→ HOW TO COMPLETE THIS TASK
Copy out each line featuring the string "static" from the entries beneath.

→ AVAILABLE DATA
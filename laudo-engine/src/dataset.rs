//! Dataset snapshot
//!
//! A flat mapping from normalized key to [Value]. Keys are normalized once on insertion
//! (trimmed, upper-cased, inner spaces to `_`), so `"numero processo"`, `"NUMERO_PROCESSO"`
//! and `" Numero Processo "` are the same key. Record fields follow the same rule.
//!
//! The engine only ever reads a dataset; it is built by the caller before generation.

use serde_json::Value as Json;
use std::collections::BTreeMap;
use std::fmt;
use thiserror::Error;

#[derive(Debug, Error)]
pub enum DatasetError {
    #[error("dataset is not valid JSON: {0}")]
    Json(#[from] serde_json::Error),
    #[error("dataset must be a JSON object, got {0}")]
    NotAnObject(&'static str),
}

/// Normalize a key: trim, upper-case, spaces to underscores.
pub fn normalize_key(key: &str) -> String {
    key.trim()
        .split_whitespace()
        .collect::<Vec<_>>()
        .join("_")
        .to_uppercase()
}

#[derive(Debug, Clone, PartialEq)]
pub enum Scalar {
    Text(String),
    Integer(i64),
    /// Integers above `i64::MAX`.
    Unsigned(u64),
    Float(f64),
    Bool(bool),
}

impl Scalar {
    /// Value as a non-negative integer, when it is one.
    ///
    /// Text is accepted when it is a plain run of digits (surrounding blanks allowed);
    /// floats only when they have no fractional part.
    pub fn as_non_negative_integer(&self) -> Option<u64> {
        match self {
            Scalar::Integer(n) => u64::try_from(*n).ok(),
            Scalar::Unsigned(n) => Some(*n),
            Scalar::Float(f) if f.fract() == 0.0 && *f >= 0.0 && *f <= u64::MAX as f64 => {
                Some(*f as u64)
            }
            Scalar::Text(text) => {
                let text = text.trim();
                if !text.is_empty() && text.bytes().all(|b| b.is_ascii_digit()) {
                    text.parse().ok()
                } else {
                    None
                }
            }
            _ => None,
        }
    }

    /// Truthiness used for flags such as "questions skipped".
    pub fn is_truthy(&self) -> bool {
        match self {
            Scalar::Bool(b) => *b,
            Scalar::Integer(n) => *n != 0,
            Scalar::Unsigned(n) => *n != 0,
            Scalar::Float(f) => *f != 0.0,
            Scalar::Text(text) => matches!(
                text.trim().to_lowercase().as_str(),
                "true" | "sim" | "s" | "yes" | "y" | "1"
            ),
        }
    }

    /// Text form, with booleans rendered through the given labels.
    pub fn render(&self, yes: &str, no: &str) -> String {
        match self {
            Scalar::Bool(true) => yes.to_string(),
            Scalar::Bool(false) => no.to_string(),
            other => other.to_string(),
        }
    }
}

impl fmt::Display for Scalar {
    fn fmt(&self, f: &mut fmt::Formatter<'_>) -> fmt::Result {
        match self {
            Scalar::Text(text) => write!(f, "{}", text),
            Scalar::Integer(n) => write!(f, "{}", n),
            Scalar::Unsigned(n) => write!(f, "{}", n),
            Scalar::Float(x) => write!(f, "{}", x),
            Scalar::Bool(b) => write!(f, "{}", b),
        }
    }
}

impl From<&str> for Scalar {
    fn from(value: &str) -> Self {
        Scalar::Text(value.to_string())
    }
}

impl From<String> for Scalar {
    fn from(value: String) -> Self {
        Scalar::Text(value)
    }
}

impl From<i64> for Scalar {
    fn from(value: i64) -> Self {
        Scalar::Integer(value)
    }
}

impl From<f64> for Scalar {
    fn from(value: f64) -> Self {
        Scalar::Float(value)
    }
}

impl From<bool> for Scalar {
    fn from(value: bool) -> Self {
        Scalar::Bool(value)
    }
}

/// One entry of a nested collection.
#[derive(Debug, Clone, Default, PartialEq)]
pub struct Record {
    fields: BTreeMap<String, Scalar>,
}

impl Record {
    pub fn new() -> Self {
        Self::default()
    }

    pub fn with(mut self, field: &str, value: impl Into<Scalar>) -> Self {
        self.insert(field, value);
        self
    }

    pub fn insert(&mut self, field: &str, value: impl Into<Scalar>) {
        self.fields.insert(normalize_key(field), value.into());
    }

    pub fn get(&self, field: &str) -> Option<&Scalar> {
        self.fields.get(&normalize_key(field))
    }

    /// Non-blank text of a field.
    pub fn text(&self, field: &str) -> Option<String> {
        self.get(field)
            .map(|value| value.to_string())
            .filter(|text| !text.trim().is_empty())
    }

    pub fn values(&self) -> impl Iterator<Item = &Scalar> {
        self.fields.values()
    }
}

#[derive(Debug, Clone, PartialEq)]
pub enum Value {
    Scalar(Scalar),
    List(Vec<String>),
    Records(Vec<Record>),
}

impl Value {
    pub fn is_sequence(&self) -> bool {
        matches!(self, Value::List(_) | Value::Records(_))
    }

    pub fn as_scalar(&self) -> Option<&Scalar> {
        match self {
            Value::Scalar(scalar) => Some(scalar),
            _ => None,
        }
    }

    /// Records of a nested collection. An empty list counts as an empty collection.
    pub fn as_records(&self) -> Option<&[Record]> {
        match self {
            Value::Records(records) => Some(records),
            Value::List(items) if items.is_empty() => Some(&[]),
            _ => None,
        }
    }
}

macro_rules! scalar_into_value {
    ($($ty:ty),*) => {
        $(impl From<$ty> for Value {
            fn from(value: $ty) -> Self {
                Value::Scalar(value.into())
            }
        })*
    };
}

scalar_into_value!(&str, String, i64, f64, bool);

impl From<Scalar> for Value {
    fn from(value: Scalar) -> Self {
        Value::Scalar(value)
    }
}

impl From<Vec<String>> for Value {
    fn from(items: Vec<String>) -> Self {
        Value::List(items)
    }
}

impl From<Vec<Record>> for Value {
    fn from(records: Vec<Record>) -> Self {
        Value::Records(records)
    }
}

/// Read-only snapshot of the data for one generation call.
#[derive(Debug, Clone, Default, PartialEq)]
pub struct Dataset {
    values: BTreeMap<String, Value>,
}

impl Dataset {
    pub fn new() -> Self {
        Self::default()
    }

    pub fn with(mut self, key: &str, value: impl Into<Value>) -> Self {
        self.insert(key, value);
        self
    }

    pub fn insert(&mut self, key: &str, value: impl Into<Value>) {
        self.values.insert(normalize_key(key), value.into());
    }

    pub fn get(&self, key: &str) -> Option<&Value> {
        self.values.get(&normalize_key(key))
    }

    pub fn scalar(&self, key: &str) -> Option<&Scalar> {
        self.get(key).and_then(Value::as_scalar)
    }

    pub fn contains_key(&self, key: &str) -> bool {
        self.get(key).is_some()
    }

    pub fn len(&self) -> usize {
        self.values.len()
    }

    pub fn is_empty(&self) -> bool {
        self.values.is_empty()
    }

    pub fn keys(&self) -> impl Iterator<Item = &str> {
        self.values.keys().map(String::as_str)
    }

    pub fn from_json_str(source: &str) -> Result<Self, DatasetError> {
        let json: Json = serde_json::from_str(source)?;
        Self::from_json_value(&json)
    }

    /// Build a dataset from a JSON object.
    ///
    /// Scalars map to [Value::Scalar], arrays of scalars to [Value::List], arrays of objects
    /// to [Value::Records]. `null` leaves the key out; nested objects are skipped.
    pub fn from_json_value(json: &Json) -> Result<Self, DatasetError> {
        let Json::Object(map) = json else {
            return Err(DatasetError::NotAnObject(json_kind(json)));
        };
        let mut dataset = Dataset::new();
        for (key, value) in map {
            match value {
                Json::Null => {}
                Json::Array(items) => {
                    dataset.insert(key, array_value(key, items));
                }
                Json::Object(_) => {
                    tracing::warn!(key = %key, "nested object in dataset ignored");
                }
                scalar => {
                    if let Some(scalar) = json_scalar(scalar) {
                        dataset.insert(key, scalar);
                    }
                }
            }
        }
        Ok(dataset)
    }
}

fn array_value(key: &str, items: &[Json]) -> Value {
    if items.iter().any(Json::is_object) {
        let records = items
            .iter()
            .filter_map(|item| match item {
                Json::Object(fields) => {
                    let mut record = Record::new();
                    for (field, value) in fields {
                        if let Some(scalar) = json_scalar(value) {
                            record.insert(field, scalar);
                        }
                    }
                    Some(record)
                }
                _ => {
                    tracing::warn!(key = %key, "non-object entry in record list ignored");
                    None
                }
            })
            .collect();
        Value::Records(records)
    } else {
        Value::List(
            items
                .iter()
                .filter_map(json_scalar)
                .map(|scalar| scalar.to_string())
                .collect(),
        )
    }
}

fn json_scalar(value: &Json) -> Option<Scalar> {
    match value {
        Json::String(text) => Some(Scalar::Text(text.clone())),
        Json::Bool(b) => Some(Scalar::Bool(*b)),
        Json::Number(n) => n
            .as_i64()
            .map(Scalar::Integer)
            .or_else(|| n.as_u64().map(Scalar::Unsigned))
            .or_else(|| n.as_f64().map(Scalar::Float)),
        _ => None,
    }
}

fn json_kind(value: &Json) -> &'static str {
    match value {
        Json::Null => "null",
        Json::Bool(_) => "a boolean",
        Json::Number(_) => "a number",
        Json::String(_) => "a string",
        Json::Array(_) => "an array",
        Json::Object(_) => "an object",
    }
}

→ WORKED SOLUTION
    NotAnObject(&'static str),
fn json_kind(value: &Json) -> &'static str {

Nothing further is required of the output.